▶ Goal of the exercise: Below are some records. Say in a single number how many of their lines include the word "validation".
=====
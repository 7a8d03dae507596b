//! CLI support for facet-lang
//!
//! Provides programmatic access to facet CLI functionality for embedding
//! in other tools.

mod build;
mod check;

pub use build::{BuildOptions, BuildReport, execute_build};
pub use check::{CheckOptions, CheckResult, execute_check};

use std::io;

/// Errors that can occur during CLI operations
#[derive(Debug)]
pub enum CliError {
    /// Parser error
    Parse(crate::ParseError),
    /// Transpile error
    Transpile(crate::TranspileError),
    /// IO error
    Io(io::Error),
    /// No input provided
    NoInput,
}

impl std::fmt::Display for CliError {
    fn fmt(&self, f: &mut std::fmt::Formatter<'_>) -> std::fmt::Result {
        match self {
            CliError::Parse(e) => write!(f, "Parse error: {}", e),
            CliError::Transpile(e) => write!(f, "Transpile error [{}]: {}", e.code(), e),
            CliError::Io(e) => write!(f, "IO error: {}", e),
            CliError::NoInput => {
                write!(f, "No input provided. Pass a source file or pipe it to stdin.")
            }
        }
    }
}

impl std::error::Error for CliError {
    fn source(&self) -> Option<&(dyn std::error::Error + 'static)> {
        match self {
            CliError::Parse(e) => Some(e),
            CliError::Transpile(e) => Some(e),
            CliError::Io(e) => Some(e),
            _ => None,
        }
    }
}

impl From<crate::ParseError> for CliError {
    fn from(e: crate::ParseError) -> Self {
        CliError::Parse(e)
    }
}

impl From<crate::TranspileError> for CliError {
    fn from(e: crate::TranspileError) -> Self {
        CliError::Transpile(e)
    }
}

impl From<io::Error> for CliError {
    fn from(e: io::Error) -> Self {
        CliError::Io(e)
    }
}
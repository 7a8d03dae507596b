pub mod blocks;
pub mod nodes;
pub mod tokens;

pub use blocks::{
    App, AuthDecl, FieldDecl, HandlerDecl, HookDecl, ModelDecl, NamedValue, ParamDecl,
    PersistenceDecl, RouteDecl, StateField, StyleProp, WebhookDecl,
};
pub use nodes::{BinaryOp, Node, ScopeKind, UnaryOp};
pub use tokens::{Token, TokenKind, is_type_keyword};
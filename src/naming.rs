//! Name-shaping helpers shared by the context extractor and both
//! code-generation backends.
//!
//! All of these are pure string transforms; codegen determinism depends
//! on them never consulting anything but their input.

/// `checkoutCart` / `CheckoutCart` / `checkout_cart` -> `checkout-cart`
pub fn kebab_case(name: &str) -> String {
    let mut out = String::with_capacity(name.len() + 4);
    let mut prev_lower = false;
    for ch in name.chars() {
        if ch == '_' || ch == ' ' {
            if !out.ends_with('-') {
                out.push('-');
            }
            prev_lower = false;
        } else if ch.is_uppercase() {
            if prev_lower && !out.ends_with('-') {
                out.push('-');
            }
            out.extend(ch.to_lowercase());
            prev_lower = false;
        } else {
            out.push(ch);
            prev_lower = ch.is_lowercase() || ch.is_ascii_digit();
        }
    }
    out.trim_matches('-').to_string()
}

/// Splits a camelCase or snake_case name into lowercase words:
/// `activeTodos` -> `["active", "todos"]`
pub fn split_words(name: &str) -> Vec<String> {
    let mut words: Vec<String> = Vec::new();
    let mut current = String::new();
    for ch in name.chars() {
        if ch == '_' || ch == ' ' || ch == '-' {
            if !current.is_empty() {
                words.push(current.to_lowercase());
                current.clear();
            }
        } else if ch.is_uppercase() && !current.is_empty() {
            words.push(current.to_lowercase());
            current = ch.to_lowercase().collect();
        } else {
            current.push(ch);
        }
    }
    if !current.is_empty() {
        words.push(current.to_lowercase());
    }
    words
}

/// `todos` -> `Todos`
pub fn capitalize(name: &str) -> String {
    let mut chars = name.chars();
    match chars.next() {
        Some(first) => first.to_uppercase().collect::<String>() + chars.as_str(),
        None => String::new(),
    }
}

/// `Todos` -> `todos`
pub fn lower_first(name: &str) -> String {
    let mut chars = name.chars();
    match chars.next() {
        Some(first) => first.to_lowercase().collect::<String>() + chars.as_str(),
        None => String::new(),
    }
}

/// Naive pluralization, good enough for resource paths.
pub fn pluralize(name: &str) -> String {
    if name.ends_with('s') || name.ends_with('x') || name.ends_with("ch") {
        format!("{}es", name)
    } else if let Some(stem) = name.strip_suffix('y') {
        if stem.ends_with(|c: char| "aeiou".contains(c)) {
            format!("{}s", name)
        } else {
            format!("{}ies", stem)
        }
    } else {
        format!("{}s", name)
    }
}

/// Inverse of [`pluralize`], same limitations.
pub fn singularize(name: &str) -> String {
    if let Some(stem) = name.strip_suffix("ies") {
        format!("{}y", stem)
    } else if let Some(stem) = name.strip_suffix("es") {
        if stem.ends_with('x') || stem.ends_with("ch") || stem.ends_with('s') {
            stem.to_string()
        } else {
            name.strip_suffix('s').unwrap_or(name).to_string()
        }
    } else {
        name.strip_suffix('s').unwrap_or(name).to_string()
    }
}
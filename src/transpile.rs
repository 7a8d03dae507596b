//! The transpile entry point: lowers a parsed [`App`] through context
//! extraction, the resolvers, and both backends into a set of generated
//! files plus warnings and stats.

use crate::{
    ast::App,
    backend,
    context::{ContextError, extract_context},
    resolve::resolve_relations,
    seed, ui,
};

#[derive(Debug, Clone, Default)]
pub struct TranspileOptions {
    /// Promote unresolved mutations and target-less handler contracts
    /// from warnings to errors.
    pub strict: bool,
    /// Line count of the source document, when the caller has it.
    /// Feeds the expansion ratio in [`TranspileStats`].
    pub source_lines: Option<usize>,
}

/// One generated output file. Paths are relative and unique within a
/// single [`TranspileOutput`].
#[derive(Debug, Clone, PartialEq)]
pub struct GeneratedFile {
    pub path: String,
    pub content: String,
}

#[derive(Debug, Clone, Default)]
pub struct TranspileStats {
    pub file_count: usize,
    pub generated_lines: usize,
    pub source_lines: Option<usize>,
    /// generated_lines / source_lines, when source_lines is known.
    pub expansion_ratio: Option<f64>,
    pub page_count: usize,
    pub model_count: usize,
    pub route_count: usize,
}

#[derive(Debug, Clone, Default)]
pub struct TranspileOutput {
    pub files: Vec<GeneratedFile>,
    pub warnings: Vec<String>,
    /// Mutation names the UI invokes that matched no route. Always
    /// populated; strict mode additionally turns the first one into an
    /// error before output is built.
    pub unresolved_mutations: Vec<String>,
    pub stats: TranspileStats,
}

#[derive(Debug, Clone, PartialEq)]
pub enum TranspileError {
    Context(ContextError),
    /// Strict mode: a UI mutation matched no route.
    UnresolvedMutation(String),
    /// Strict mode: a handler contract declares no executable target.
    HandlerWithoutTarget(String),
}

impl TranspileError {
    /// Stable machine-readable code, used by the CLI exit paths.
    pub fn code(&self) -> &'static str {
        match self {
            TranspileError::Context(_) => "context",
            TranspileError::UnresolvedMutation(_) => "unresolved-mutation",
            TranspileError::HandlerWithoutTarget(_) => "handler-without-target",
        }
    }
}

impl std::fmt::Display for TranspileError {
    fn fmt(&self, f: &mut std::fmt::Formatter<'_>) -> std::fmt::Result {
        match self {
            TranspileError::Context(err) => write!(f, "{}", err),
            TranspileError::UnresolvedMutation(name) => {
                write!(f, "mutation '{}' matches no declared route", name)
            }
            TranspileError::HandlerWithoutTarget(name) => {
                write!(f, "handler contract '{}' declares no target", name)
            }
        }
    }
}

impl std::error::Error for TranspileError {
    fn source(&self) -> Option<&(dyn std::error::Error + 'static)> {
        match self {
            TranspileError::Context(err) => Some(err),
            _ => None,
        }
    }
}

impl From<ContextError> for TranspileError {
    fn from(err: ContextError) -> Self {
        TranspileError::Context(err)
    }
}

/// Transpiles a parsed document into its generated file set.
///
/// Output is a pure function of the input: the same document and
/// options always produce byte-identical files in the same order.
pub fn transpile(app: &App, options: &TranspileOptions) -> Result<TranspileOutput, TranspileError> {
    let context = extract_context(app)?;

    if options.strict {
        if let Some(handler) = context.handlers.iter().find(|h| h.target.is_none()) {
            return Err(TranspileError::HandlerWithoutTarget(handler.name.clone()));
        }
    }

    let ui_output = ui::generate_component_tree(&context);

    if options.strict {
        if let Some(name) = ui_output.unresolved_mutations.first() {
            return Err(TranspileError::UnresolvedMutation(name.clone()));
        }
    }

    let mut warnings = Vec::new();
    let mut unresolved = Vec::new();
    for name in &ui_output.unresolved_mutations {
        warnings.push(format!("unresolved-mutation:{}", name));
        unresolved.push(name.clone());
    }
    for handler in &context.handlers {
        if !ui_output.used_handlers.contains(&handler.name) {
            warnings.push(format!("unused-handler-contract:{}", handler.name));
        }
    }

    let graph = resolve_relations(&context.models);
    for edge in &graph.broken_edges {
        warnings.push(format!(
            "relation-cycle-broken:{}.{}",
            edge.child_model, edge.fk_field
        ));
    }

    let mut files = Vec::new();
    push_file(
        &mut files,
        &context.app_name,
        "app/App.jsx",
        ui_output.code.clone(),
    );
    for (path, content) in backend::generate_backend(&context) {
        push_file(&mut files, &context.app_name, &path, content);
    }
    if !context.models.is_empty() {
        push_file(
            &mut files,
            &context.app_name,
            "prisma/seed.js",
            seed::generate_seed(&context, &graph),
        );
    }

    let generated_lines: usize = files.iter().map(|f| f.content.lines().count()).sum();
    let stats = TranspileStats {
        file_count: files.len(),
        generated_lines,
        source_lines: options.source_lines,
        expansion_ratio: options
            .source_lines
            .filter(|n| *n > 0)
            .map(|n| generated_lines as f64 / n as f64),
        page_count: ui_output.page_count,
        model_count: context.models.len(),
        route_count: context.expanded_routes.len(),
    };

    Ok(TranspileOutput {
        files,
        warnings,
        unresolved_mutations: unresolved,
        stats,
    })
}

/// Adds a file with its provenance header. A path collision keeps the
/// first writer; expansion order is fixed, so this is deterministic.
fn push_file(files: &mut Vec<GeneratedFile>, app_name: &str, path: &str, content: String) {
    if files.iter().any(|f| f.path == path) {
        return;
    }
    files.push(GeneratedFile {
        path: path.to_string(),
        content: format!(
            "// Generated from the \"{}\" app definition. Edits will be overwritten.\n\n{}",
            app_name, content
        ),
    });
}

#[cfg(test)]
mod tests {
    use super::*;
    use crate::parse;

    const SOURCE: &str = "@app tasks\n@state\n  newTodo: str\n@db\n  Todo {\n    id: int: primary: auto\n    text: str: required\n    done: bool\n  }\n@api\n  CRUD:/todos>~db.Todo\n@ui\n  @page Home\n    input : newTodo\n    button : !add(newTodo) : \"Add\"\n    list > *(todos > #todo.text)\n";

    #[test]
    fn test_transpile_is_deterministic() {
        let app = parse(SOURCE).unwrap();
        let options = TranspileOptions::default();
        let a = transpile(&app, &options).unwrap();
        let b = transpile(&app, &options).unwrap();
        assert_eq!(a.files, b.files);
        assert_eq!(a.warnings, b.warnings);
    }

    #[test]
    fn test_every_file_carries_a_provenance_header() {
        let app = parse(SOURCE).unwrap();
        let output = transpile(&app, &TranspileOptions::default()).unwrap();
        assert!(!output.files.is_empty());
        for file in &output.files {
            assert!(
                file.content.starts_with("// Generated from"),
                "{} lacks a header",
                file.path
            );
        }
    }

    #[test]
    fn test_file_paths_are_unique() {
        let app = parse(SOURCE).unwrap();
        let output = transpile(&app, &TranspileOptions::default()).unwrap();
        let mut paths: Vec<&str> = output.files.iter().map(|f| f.path.as_str()).collect();
        let before = paths.len();
        paths.sort();
        paths.dedup();
        assert_eq!(paths.len(), before);
    }

    #[test]
    fn test_strict_mode_rejects_targetless_contract() {
        let source = "@app q\n@handlers\n  notifySlack(message: str)\n@ui\n  @page Home\n    text > \"hi\"\n";
        let app = parse(source).unwrap();
        let strict = TranspileOptions {
            strict: true,
            ..TranspileOptions::default()
        };
        let err = transpile(&app, &strict).unwrap_err();
        assert_eq!(err.code(), "handler-without-target");
        // Same document passes in the default mode, with a warning.
        let output = transpile(&app, &TranspileOptions::default()).unwrap();
        assert!(
            output
                .warnings
                .iter()
                .any(|w| w == "unused-handler-contract:notifySlack")
        );
    }

    #[test]
    fn test_expansion_ratio_uses_source_lines() {
        let app = parse(SOURCE).unwrap();
        let options = TranspileOptions {
            strict: false,
            source_lines: Some(SOURCE.lines().count()),
        };
        let output = transpile(&app, &options).unwrap();
        let ratio = output.stats.expansion_ratio.unwrap();
        assert!(ratio > 1.0);
    }
}
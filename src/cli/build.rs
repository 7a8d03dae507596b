//! Transpile a source document and write the generated files

use std::fs;
use std::path::PathBuf;

use super::CliError;
use crate::{TranspileOptions, TranspileStats, parse, transpile};

/// Options for the build command
#[derive(Debug, Clone)]
pub struct BuildOptions {
    /// The source document to transpile
    pub source: String,
    /// Directory the generated tree is written under
    pub out_dir: PathBuf,
    /// Treat unresolved mutations and target-less handler contracts as
    /// errors
    pub strict: bool,
}

/// Result of a successful build
#[derive(Debug)]
pub struct BuildReport {
    /// Paths written, relative to the output directory
    pub files_written: Vec<String>,
    pub warnings: Vec<String>,
    pub stats: TranspileStats,
}

/// Execute a build operation
pub fn execute_build(options: &BuildOptions) -> Result<BuildReport, CliError> {
    let app = parse(&options.source)?;

    let transpile_options = TranspileOptions {
        strict: options.strict,
        source_lines: Some(options.source.lines().count()),
    };
    let output = transpile(&app, &transpile_options)?;

    let mut files_written = Vec::new();
    for file in &output.files {
        let dest = options.out_dir.join(&file.path);
        if let Some(parent) = dest.parent() {
            fs::create_dir_all(parent)?;
        }
        fs::write(&dest, &file.content)?;
        files_written.push(file.path.clone());
    }

    Ok(BuildReport {
        files_written,
        warnings: output.warnings,
        stats: output.stats,
    })
}
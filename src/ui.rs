//! UI backend: recursively emits a React-style component tree from the
//! UI AST plus the extracted context.
//!
//! One [`Scope`] record is threaded by value through every recursive
//! call: iteration variables, form/nav flags, and the auth-gating tier
//! all live there, never in module state, so repeated generation over
//! the same context is byte-identical.

use crate::{
    ast::{BinaryOp, Node, ScopeKind, UnaryOp},
    context::Context,
    naming::{capitalize, lower_first, singularize, split_words},
    resolve::{
        MutationRouteMatch, binding_base, binding_path, find_matching_route, resolve_bind_chain,
    },
};

/// Result of UI generation: the component module text plus everything
/// the transpiler needs for diagnostics.
#[derive(Debug, Clone, PartialEq)]
pub struct UiOutput {
    pub code: String,
    /// Mutation names the route resolver could not place; they degrade
    /// to logging stubs in default mode.
    pub unresolved_mutations: Vec<String>,
    /// Handler contracts actually reached from the UI tree.
    pub used_handlers: Vec<String>,
    /// Number of pages emitted, for stats.
    pub page_count: usize,
}

/// Auth-gating tier of a page.
#[derive(Debug, Clone, Copy, PartialEq, Eq, Default)]
pub enum AuthTier {
    /// Auth not declared; everything renders plain.
    #[default]
    Off,
    /// Declared-public page: renders unconditionally in a public shell.
    Public,
    /// Everything else renders behind the session guard.
    Guarded,
}

/// The value-threaded scope record.
#[derive(Debug, Clone, Default)]
pub struct Scope {
    pub iter_var: Option<String>,
    pub collection: Option<String>,
    pub in_form: bool,
    pub in_iteration: bool,
    pub in_nav: bool,
    pub form_action: Option<String>,
    pub auth_tier: AuthTier,
}
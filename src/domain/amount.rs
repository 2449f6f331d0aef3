//! Amount type
//!
//! Domain primitive for transaction amounts. Validated at construction, so a
//! zero or negative amount cannot exist past this boundary even if upstream
//! shape validation was bypassed.

use rust_decimal::Decimal;
use serde::{Deserialize, Serialize};
use std::fmt;
use std::str::FromStr;

/// Maximum decimal places (8, enough for the BTC minor unit)
const MAX_SCALE: u32 = 8;

/// A validated, strictly positive transaction amount.
#[derive(Debug, Clone, Copy, PartialEq, Eq, PartialOrd, Ord, Serialize, Deserialize)]
#[serde(try_from = "Decimal", into = "Decimal")]
pub struct Amount(Decimal);

/// Errors that can occur when creating an Amount
#[derive(Debug, Clone, PartialEq, Eq, thiserror::Error)]
pub enum AmountError {
    #[error("Amount must be positive (got {0})")]
    NotPositive(Decimal),

    #[error("Amount has too many decimal places (max {MAX_SCALE}, got {0})")]
    TooManyDecimals(u32),

    #[error("Invalid amount format: {0}")]
    ParseError(String),
}

impl Amount {
    /// Create a new Amount with validation.
    ///
    /// # Errors
    /// - `AmountError::NotPositive` if value <= 0
    /// - `AmountError::TooManyDecimals` if more than 8 decimal places
    pub fn new(value: Decimal) -> Result<Self, AmountError> {
        if value <= Decimal::ZERO {
            return Err(AmountError::NotPositive(value));
        }

        if value.scale() > MAX_SCALE {
            return Err(AmountError::TooManyDecimals(value.scale()));
        }

        Ok(Self(value))
    }

    /// Get the underlying Decimal value.
    pub fn value(&self) -> Decimal {
        self.0
    }
}

impl fmt::Display for Amount {
    fn fmt(&self, f: &mut fmt::Formatter<'_>) -> fmt::Result {
        write!(f, "{}", self.0)
    }
}

impl FromStr for Amount {
    type Err = AmountError;

    fn from_str(s: &str) -> Result<Self, Self::Err> {
        let decimal = Decimal::from_str(s).map_err(|e| AmountError::ParseError(e.to_string()))?;
        Amount::new(decimal)
    }
}

impl TryFrom<Decimal> for Amount {
    type Error = AmountError;

    fn try_from(value: Decimal) -> Result<Self, Self::Error> {
        Amount::new(value)
    }
}

impl From<Amount> for Decimal {
    fn from(amount: Amount) -> Self {
        amount.0
    }
}
//! Core services
//!
//! Orchestration of the domain against the store and publisher collaborators:
//! account lifecycle (create / get / update) and transaction posting and
//! querying. Each service method is one sequential unit of work; concurrency
//! control is the per-account lock shared between the two services.

mod accounts;
mod commands;
mod transactions;

pub use accounts::AccountService;
pub use commands::{CreateAccount, ListTransactions, PostTransaction, UpdateAccount};
pub use transactions::TransactionService;
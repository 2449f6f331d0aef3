//! accounts-ledger library
//!
//! Multi-currency customer accounts with transaction posting. Re-exports the
//! core types for the server binary and the integration tests.

pub mod api;
pub mod config;
pub mod db;
pub mod domain;
pub mod events;
pub mod locks;
pub mod service;
pub mod store;

mod error;

pub use config::Config;
pub use domain::{
    Account, Amount, AmountError, BalanceSheet, Currency, DomainError, LedgerEvent, Transaction,
    TransactionKind,
};
pub use error::{AppError, AppResult, ErrorResponse};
=====
▶ Answer to the problem: 2